Besides esterase activity, acetylcholinesterase (AChE) and butyrylcholinesterase (BuChE) hydrolyze o-nitroacetanilides through aryl acylamidase activity. We have reported that BuChE tetramers and monomers of human blood plasma differ in o-nitroacetanilide (ONA) hydrolysis. The homology in quaternary structure and folding of subunits in the prevalent BuChE species (G4(H)) of human plasma and AChE forms of fetal bovine serum prompted us to study the esterase and amidase activities of fetal bovine serum AChE. The k(cat)/K(m) values for acetylthiocholine (ATCh), ONA and its trifluoro derivative N-(2-nitrophenyl)-trifluoroacetamide (F-ONA) were 398 x 10(6) M(-1) min(-1), 0.8 x 10(6) M(-1) min(-1), and 17.5 x 10(6) M(-1) min(-1), respectively.
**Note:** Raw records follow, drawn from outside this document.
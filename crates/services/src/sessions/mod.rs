mod course;
mod progress;
mod quiz;
mod workflow;

// Public API of the session subsystem.
pub use crate::error::SessionError;
pub use course::{CourseSession, ModuleAdvance};
pub use progress::{CourseProgress, QuizProgress};
pub use quiz::{Advance, AnswerCheck, QuizSession};
pub use workflow::{ActivityOutcome, ActivityService};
The lack of inhibition of amidase activity at high F-ONA concentrations makes it unlikely that there is a role for the peripheral anionic site (PAS) in F-ONA degradation, but the inhibition of ATCh, ONA and F-ONA hydrolysis by the PAS ligand fasciculin-2 points to the transit of o-nitroacetalinides near the PAS on their way to the active site. Sedimentation analysis confirmed substrate hydrolysis by tetrameric 10.9S AChE. As compared with esterase activity, amidase activity was less sensitive to guanidine hydrochloride. This reagent led to the formation of 9.3S tetramers with partially unfolded subunits. Their capacity to hydrolyze ATCh and F-ONA revealed that, despite the conformational change, the active site architecture and functionality of AChE were partially retained.